At a recent scientific conference, the FDA shared the findings of its first broad testing of food for a worrisome class of nonstick, stain-resistant industrial compounds called per- and polyfluoroalykyl substances, or PFAS.
The FDA has not made its findings public yet, but agency researchers discussed the results at a conference held by the Society of Environmental Toxicology and Chemistry last week in Finland. The Environmental Defense Fund and the Environmental Working Group obtained the FDA presentation and provided it to The Associated Press.
Substantial levels of PFAS were found in grocery store meats and seafood and in off-the-shelf chocolate cake:
The levels in nearly half of the meat and fish tested were two or more times over the only currently existing federal advisory level for any kind of the widely used manmade compounds, which are called per- and polyfluoroalykyl substances, or PFAS.
The level in the chocolate cake was higher: more than 250 times the only federal guidelines, which are for some PFAS in drinking water. (source)
PFAS are found everywhere and are nearly impossible to fully avoid.
Per- and polyfluoroalkyl substances (PFAS) are a group of man-made chemicals that includes PFOA, PFOS, GenX, and many other chemicals.
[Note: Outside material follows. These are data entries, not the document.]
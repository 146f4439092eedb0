// Drift analysis request handler
//
// Takes a Lambda proxy event (or a bare request body), runs whichever analysis
// the payload asks for, and always answers with a proxy envelope. Failures
// become 400/500 envelopes; nothing here returns an error to the caller.

use crate::core::asymmetry::{score_pose, AnalyzerSettings};
use crate::core::config::{Config, ForcedDrift};
use crate::core::frames::{self, FrameSequenceAnalyzer, FrameSummary, SingleFrameAssessment};
use crate::core::temporal::{analyze_hold, ProtocolAssessment, ProtocolLimits};
use crate::core::thresholds::ThresholdLadder;
use crate::models::assessment::{AsymmetryAnalysis, DriftError, DriftResult, Severity};
use crate::models::request::{DriftRequest, RequestPayload};
use crate::models::response::{DriftResponseBody, LambdaProxyResponse};
use serde_json::Value;
use std::panic::{self, AssertUnwindSafe};
use std::time::Instant;
use tracing::{debug, error, info, warn};
use uuid::Uuid;

pub const CLINICAL_STANDARDS: &str = "NIHSS_Motor_Arm_Item5";
pub const VERSION: &str = env!("CARGO_PKG_VERSION");

const MISSING_PAYLOAD: &str =
    "Request body must contain 'keypoints', 'keypoints_history', 'frames' or 'image_base64'";
const FORCED_INTERPRETATION: &str = "FORCED DRIFT for testing purposes";

// ==============================================================================
// Service
// ==============================================================================

/// Immutable analysis settings shared by every request
#[derive(Debug, Clone, PartialEq)]
pub struct DriftService {
    pub analyzer: AnalyzerSettings,
    pub protocol: ProtocolLimits,
    pub frame_buffer_size: usize,
    pub frame_ladder: ThresholdLadder,
    pub forced_drift: ForcedDrift,
}

impl Default for DriftService {
    fn default() -> Self {
        Self::from_config(&Config::default())
    }
}

impl DriftService {
    pub fn from_config(config: &Config) -> Self {
        Self {
            analyzer: config.analyzer_settings(),
            protocol: config.protocol,
            frame_buffer_size: config.frame_buffer_size,
            frame_ladder: config.frame_preset.ladder(),
            forced_drift: config.forced_drift,
        }
    }
}

// ==============================================================================
// Entry Point
// ==============================================================================

pub fn handle_event(event: &Value, service: &DriftService) -> LambdaProxyResponse {
    let started = Instant::now();
    let request_id = Uuid::new_v4().to_string();

    let result = parse_request(event).and_then(|request| {
        let body = catch_panic(|| analyze(&request, service))?;
        Ok((request, body))
    });

    match result {
        Ok((request, mut body)) => {
            body.request_id = Some(request_id);
            body.user_id = Some(request.user_id().to_string());
            body.test_mode = Some(request.test_mode);
            body.keypoints_detected = body.keypoints_detected.or(request.keypoints_detected);
            body.research_based = Some(true);
            body.clinical_standards = Some(CLINICAL_STANDARDS.to_string());
            body.version = Some(VERSION.to_string());
            body.analyzed_at = Some(chrono::Utc::now().to_rfc3339());
            body.analysis_time_seconds = Some(started.elapsed().as_secs_f64());

            info!(
                request_id = body.request_id.as_deref().unwrap_or_default(),
                user_id = request.user_id(),
                method = body.analysis_method.as_deref().unwrap_or_default(),
                severity = body.severity.as_deref().unwrap_or_default(),
                score = body.asymmetry_score.unwrap_or_default(),
                drift_detected = body.drift_detected.unwrap_or_default(),
                "Drift analysis complete"
            );
            LambdaProxyResponse::ok(&body)
        }
        Err(e) => {
            let status = e.status_code();
            if status >= 500 {
                error!(request_id = %request_id, error = %e, "Drift analysis failed");
            } else {
                warn!(request_id = %request_id, error = %e, "Drift request rejected");
            }
            LambdaProxyResponse::new(status, &DriftResponseBody::error(e.to_string()))
        }
    }
}

/// Run an analysis, turning a panic into an internal error
fn catch_panic<T>(f: impl FnOnce() -> DriftResult<T>) -> DriftResult<T> {
    panic::catch_unwind(AssertUnwindSafe(f)).unwrap_or_else(|payload| {
        let reason = payload
            .downcast_ref::<&str>()
            .map(|s| s.to_string())
            .or_else(|| payload.downcast_ref::<String>().cloned())
            .unwrap_or_else(|| "unknown panic".to_string());
        Err(DriftError::Internal(reason))
    })
}

/// Pull the request out of an event: a JSON string `body`, an object `body`,
/// or the event itself when there is no `body`
pub fn parse_request(event: &Value) -> DriftResult<DriftRequest> {
    let body = match event.get("body") {
        Some(Value::String(raw)) => serde_json::from_str::<Value>(raw)
            .map_err(|e| DriftError::InvalidRequest(format!("Invalid JSON body: {}", e)))?,
        Some(body @ Value::Object(_)) => body.clone(),
        None | Some(Value::Null) => event.clone(),
        Some(_) => {
            return Err(DriftError::InvalidRequest(
                "Request body must be a JSON object".to_string(),
            ))
        }
    };

    serde_json::from_value(body)
        .map_err(|e| DriftError::InvalidRequest(format!("Invalid request body: {}", e)))
}

pub fn analyze(request: &DriftRequest, service: &DriftService) -> DriftResult<DriftResponseBody> {
    debug!(
        user_id = request.user_id(),
        test_mode = request.test_mode,
        force_drift = request.force_drift,
        intentionally_drifting = request.user_intentionally_drifting,
        calibration_mode = request.calibration_mode,
        user_feedback = request.user_feedback.as_deref().unwrap_or_default(),
        "Drift request"
    );

    let payload = request
        .payload()
        .ok_or_else(|| DriftError::InvalidRequest(MISSING_PAYLOAD.to_string()))?;

    let mut body = match payload {
        RequestPayload::KeypointHistory(history) => {
            let assessment = analyze_hold(
                history,
                request.test_duration.unwrap_or(0.0),
                request.eye_closed.unwrap_or(false),
                &service.protocol,
            )?;
            protocol_body(&assessment)
        }
        RequestPayload::Keypoints(keypoints) => {
            let analysis = score_pose(keypoints, &service.analyzer)?;
            let detected = request
                .keypoints_detected
                .unwrap_or(keypoints.len() as u32);
            pose_body(&analysis, detected)
        }
        RequestPayload::Frames(encoded) => {
            let mut analyzer = FrameSequenceAnalyzer::new(service.frame_buffer_size)
                .with_ladder(service.frame_ladder);
            analyzer.add_encoded_frames(encoded)?;
            frame_sequence_body(&analyzer.temporal_summary()?)
        }
        RequestPayload::Image(encoded) => {
            let bytes = frames::decode_frame(encoded)?;
            let assessment = frames::assess_single_frame(&bytes, &service.frame_ladder)?;
            let mut body = single_frame_body(&assessment);
            body.image_size_bytes = request.image_size_bytes.or(Some(bytes.len() as u64));
            body
        }
    };

    if request.force_drift {
        apply_forced_drift(&mut body, &service.forced_drift);
    }

    Ok(body)
}

// ==============================================================================
// Response Builders
// ==============================================================================

fn scored_body(score: f64, severity: Severity, drift_detected: bool) -> DriftResponseBody {
    let nihss = severity.nihss_score();
    DriftResponseBody {
        drift_detected: Some(drift_detected),
        asymmetry_score: Some(score),
        asymmetry_percent: Some(score * 100.0),
        y_difference: Some(score),
        nihss_motor_score: Some(nihss),
        clinical_score: Some(nihss),
        nihss_total: Some(nihss),
        severity: Some(severity.to_string().to_string()),
        ..DriftResponseBody::default()
    }
}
PFAS have been manufactured and used in a wide variety of industries around the world, including in the United States since the 1940s. PFOA and PFOS have been the most extensively produced and studied of these chemicals.
As of 2015, neither PFOA or PFOS chemicals are manufactured or used in the U.S., due to health and environmental concerns, according to the rules of the EPA's stewardship program for the substances, signed in 2006. But both chemicals persist in the environment because they don't degrade.